Hice mis investigaciones, pregunté quién había sido el diablo Vauvert.

«¿Qué fue del Monstre Vert, del diablo Vauvert? Jamás se supo y ya jamás se podrá saber», terminaba diciendo el lunático Gérard de Nerval en un intenso y romántico texto dedicado a la leyenda de ese antiguo monstruo y diablo de París. Hoy en día se da por sentado que seguimos igual, que jamás se supo y ya jamás se podrá saber cuál fue la suerte del diablo Vauvert a partir del momento en que, allá por los años veinte del siglo XIX, un sargento de la policía lo vio por última vez. Y, sin embargo, ya ven, yo tengo noticias de él, le conozco desde hace treinta años; sé que apenas se mueve de ese lugar donde un día, pronto hará dos siglos, le vieron desaparecer, sólo que ahora su aspecto es distinto, ya no es un demonio, ahora es un odradek. El hecho es que continúa en el solar donde desapareció. Como diría Kafka, se fue lejos para seguir aquí.

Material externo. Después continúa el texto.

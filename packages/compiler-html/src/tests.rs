use crate::{compile_page, CompileOptions};
use codeframe_parser::parse;

fn body_only() -> CompileOptions {
    CompileOptions {
        standalone: false,
        ..Default::default()
    }
}

#[test]
fn test_markup_passes_through_verbatim() {
    let doc = parse("<h1>Title</h1>\n<p>prose &amp; entities</p>\n").unwrap();
    let html = compile_page(&doc, body_only());
    assert_eq!(html, "<h1>Title</h1>\n<p>prose &amp; entities</p>\n");
}

#[test]
fn test_widget_is_replaced_in_place() {
    let source = concat!(
        "before\n",
        "{{ preview }}{{ snippet lang=\"html\" }}<b>x</b>{{ /snippet }}{{ /preview }}\n",
        "after\n",
    );
    let doc = parse(source).unwrap();
    let html = compile_page(&doc, body_only());

    assert!(html.starts_with("before\n"));
    assert!(html.ends_with("\nafter\n"));
    assert!(html.contains("code-preview__frame"));
    // The widget source tags never reach the output
    assert!(!html.contains("{{ preview }}"));
}

#[test]
fn test_standalone_shell() {
    let doc = parse("<p>hi</p>").unwrap();
    let options = CompileOptions {
        title: Some("My Post".to_string()),
        stylesheet: Some("/css/site.css".to_string()),
        ..Default::default()
    };
    let html = compile_page(&doc, options);

    assert!(html.starts_with("<!DOCTYPE html>\n"));
    assert!(html.contains("<title>My Post</title>"));
    assert!(html.contains("<link rel=\"stylesheet\" href=\"/css/site.css\">"));
    assert!(html.contains("<p>hi</p>"));
    assert!(html.trim_end().ends_with("</html>"));
}

#[test]
fn test_title_is_escaped_in_shell() {
    let doc = parse("x").unwrap();
    let options = CompileOptions {
        title: Some("a < b".to_string()),
        ..Default::default()
    };
    let html = compile_page(&doc, options);
    assert!(html.contains("<title>a &lt; b</title>"));
}

#[test]
fn test_preview_title_becomes_frame_title() {
    let source =
        "{{ preview title=\"Demo widget\" }}{{ snippet lang=\"html\" }}<i>x</i>{{ /snippet }}{{ /preview }}";
    let doc = parse(source).unwrap();
    let html = compile_page(&doc, body_only());
    assert!(html.contains("title=\"Demo widget\""));
}

#[test]
fn test_multiple_widgets_compile_independently() {
    let source = concat!(
        "{{ preview }}{{ snippet lang=\"css\" }}.a{}{{ /snippet }}{{ /preview }}",
        "{{ preview }}{{ snippet lang=\"css\" }}.b{}{{ /snippet }}{{ /preview }}",
    );
    let doc = parse(source).unwrap();
    let html = compile_page(&doc, body_only());

    assert_eq!(html.matches("<iframe").count(), 2);
    let first_frame = html.split("srcdoc=\"").nth(1).unwrap();
    let second_frame = html.split("srcdoc=\"").nth(2).unwrap();
    assert!(first_frame.contains(".a"));
    assert!(!second_frame
        .split('"')
        .next()
        .unwrap()
        .contains(".a"));
}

En otros tiempos, el Monstre Vert vivió en el castillo de su propiedad, en el castillo de Vauvert, en el centro de París, pero su lujosa morada fue destruida por el fuego, y entonces fue a esconderse, según Nerval, «en los sótanos de una casa deshabitada, al final del Jardín du Luxembourg, en el boulevard de Montparnasse, junto a la avenue de l’Observatoire», es decir —aunque Nerval no pudo llegar a saberlo—, nada menos que en el solar donde años después construyeron La Closerie des Lilas, un bar en el que Fitzgerald y Hemingway, allá por los años veinte del siglo XX, se encontrarían a menudo, primero como colegas y amigos y después como rivales enemigos.

Se sabe que en tiempos de Nerval armaba mucho jaleo el diablo Vauvert, especialista en orgías y en embrujar y hacer bailar a las botellas de vino de los sótanos de esa casa deshabitada que con los años sería derruida para dar paso —tal vez no fuera casual— al bar de copas donde tantas veces dirimieron Fitzgerald y Hemingway sus diferencias y que en la actualidad es un refugio perfecto para un antiguo embrujado de botellas como el diablo Vauvert, un lugar ideal para nuestro odradek, hoy el fantasma secreto de La Closerie des Lilas.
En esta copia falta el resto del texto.